## [WHAT YOU HAVE TO DO]
Each entry has to be copied exactly, with nothing missed.

[Records from a data source]
════════════════════
//! CLI error types.

use puml_config::ConfigError;
use puml_render::RenderError;

/// CLI error type.
#[derive(Debug, thiserror::Error)]
pub(crate) enum CliError {
    #[error("{0}")]
    Config(#[from] ConfigError),

    #[error("{0}")]
    Io(#[from] std::io::Error),

    #[error("{0}")]
    Render(#[from] RenderError),

    /// Blocks failed while `--strict` was set.
    #[error("{failed} of {total} diagram block(s) failed")]
    Strict { failed: usize, total: usize },

    #[error("{0}")]
    Validation(String),
}
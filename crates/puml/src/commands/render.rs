//! `puml render` command implementation.

use std::path::PathBuf;

use clap::Args;
use puml_render::{DiagramRenderer, RenderRequest};

use super::{CommonArgs, renderer_for};
use crate::error::CliError;
use crate::output::Output;

/// Arguments for the render command.
#[derive(Args)]
pub(crate) struct RenderArgs {
    /// Diagram source file.
    source: PathBuf,

    #[command(flatten)]
    common: CommonArgs,
}

impl RenderArgs {
    pub(crate) fn execute(self) -> Result<(), CliError> {
        let output = Output::new();
        let config = self.common.load_config()?;

        if !self.source.is_file() {
            return Err(CliError::Validation(format!(
                "diagram source not found: {}",
                self.source.display()
            )));
        }

        let (renderer, format) = renderer_for(&config, self.common.target());
        tracing::info!(source = %self.source.display(), format, "Rendering diagram");

        let image = renderer.render(RenderRequest::new(
            &self.source,
            &config.output_resolved.images_dir,
            format,
        ))?;

        output.result(&image.display().to_string());
        Ok(())
    }
}

#[cfg(test)]
mod tests {
    use super::*;
    use clap::Parser;

    #[derive(Parser)]
    struct TestCli {
        #[command(flatten)]
        args: RenderArgs,
    }

    #[test]
    fn test_missing_source() {
        let temp_dir = tempfile::tempdir().unwrap();
        let config = temp_dir.path().join("puml.toml");
        std::fs::write(&config, "").unwrap();
        let missing = temp_dir.path().join("missing.puml");

        let args = TestCli::parse_from([
            "puml",
            missing.to_str().unwrap(),
            "--target",
            "latex",
            "--config",
            config.to_str().unwrap(),
        ])
        .args;

        assert!(matches!(args.execute(), Err(CliError::Validation(_))));
    }

    #[cfg(unix)]
    #[test]
    fn test_renderer_failure_is_error() {
        let temp_dir = tempfile::tempdir().unwrap();
        let script = temp_dir.path().join("renderer.sh");
        std::fs::write(&script, "exit 1\n").unwrap();
        let config = temp_dir.path().join("puml.toml");
        std::fs::write(
            &config,
            format!("[renderer]\nexecutable = \"sh {}\"\n", script.display()),
        )
        .unwrap();
        let source = temp_dir.path().join("flow.puml");
        std::fs::write(&source, "@startuml\nA -> B\n@enduml\n").unwrap();

        let args = TestCli::parse_from([
            "puml",
            source.to_str().unwrap(),
            "--target",
            "html",
            "--config",
            config.to_str().unwrap(),
        ])
        .args;

        assert!(matches!(args.execute(), Err(CliError::Render(_))));
    }
}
════════════════════
## [RESULT OF THIS EXERCISE]
//! CLI error types.

use puml_config::ConfigError;
use puml_render::RenderError;

/// CLI error type.
#[derive(Debug, thiserror::Error)]
pub(crate) enum CliError {
    #[error("{0}")]
    Config(#[from] ConfigError),

    #[error("{0}")]
    Io(#[from] std::io::Error),

    #[error("{0}")]
    Render(#[from] RenderError),

    /// Blocks failed while `--strict` was set.
    #[error("{failed} of {total} diagram block(s) failed")]
    Strict { failed: usize, total: usize },

    #[error("{0}")]
    Validation(String),
}
filename crates/puml/src/commands/render.rs
//! `puml render` command implementation.

use std::path::PathBuf;

use clap::Args;
use puml_render::{DiagramRenderer, RenderRequest};

use super::{CommonArgs, renderer_for};
use crate::error::CliError;
use crate::output::Output;

/// Arguments for the render command.
#[derive(Args)]
pub(crate) struct RenderArgs {
    /// Diagram source file.
    source: PathBuf,

    #[command(flatten)]
    common: CommonArgs,
}

impl RenderArgs {
    pub(crate) fn execute(self) -> Result<(), CliError> {
        let output = Output::new();
        let config = self.common.load_config()?;

        if !self.source.is_file() {
            return Err(CliError::Validation(format!(
                "diagram source not found: {}",
                self.source.display()
            )));
        }

        let (renderer, format) = renderer_for(&config, self.common.target());
        tracing::info!(source = %self.source.display(), format, "Rendering diagram");

        let image = renderer.render(RenderRequest::new(
            &self.source,
            &config.output_resolved.images_dir,
            format,
        ))?;

        output.result(&image.display().to_string());
        Ok(())
    }
}

#[cfg(test)]
mod tests {
    use super::*;
    use clap::Parser;

    #[derive(Parser)]
    struct TestCli {
        #[command(flatten)]
        args: RenderArgs,
    }

    #[test]
    fn test_missing_source() {
        let temp_dir = tempfile::tempdir().unwrap();
        let config = temp_dir.path().join("puml.toml");
        std::fs::write(&config, "").unwrap();
        let missing = temp_dir.path().join("missing.puml");

        let args = TestCli::parse_from([
            "puml",
            missing.to_str().unwrap(),
            "--target",
            "latex",
            "--config",
            config.to_str().unwrap(),
        ])
        .args;

        assert!(matches!(args.execute(), Err(CliError::Validation(_))));
    }

    #[cfg(unix)]
    #[test]
    fn test_renderer_failure_is_error() {
        let temp_dir = tempfile::tempdir().unwrap();
        let script = temp_dir.path().join("renderer.sh");
        std::fs::write(&script, "exit 1\n").unwrap();
        let config = temp_dir.path().join("puml.toml");
        std::fs::write(
            &config,
            format!("[renderer]\nexecutable = \"sh {}\"\n", script.display()),
        )
        .unwrap();
        let source = temp_dir.path().join("flow.puml");
        std::fs::write(&source, "@startuml\nA -> B\n@enduml\n").unwrap();

        let args = TestCli::parse_from([
            "puml",
            source.to_str().unwrap(),
            "--target",
            "html",
            "--config",
            config.to_str().unwrap(),
        ])
        .args;

        assert!(matches!(args.execute(), Err(CliError::Render(_))));
    }
}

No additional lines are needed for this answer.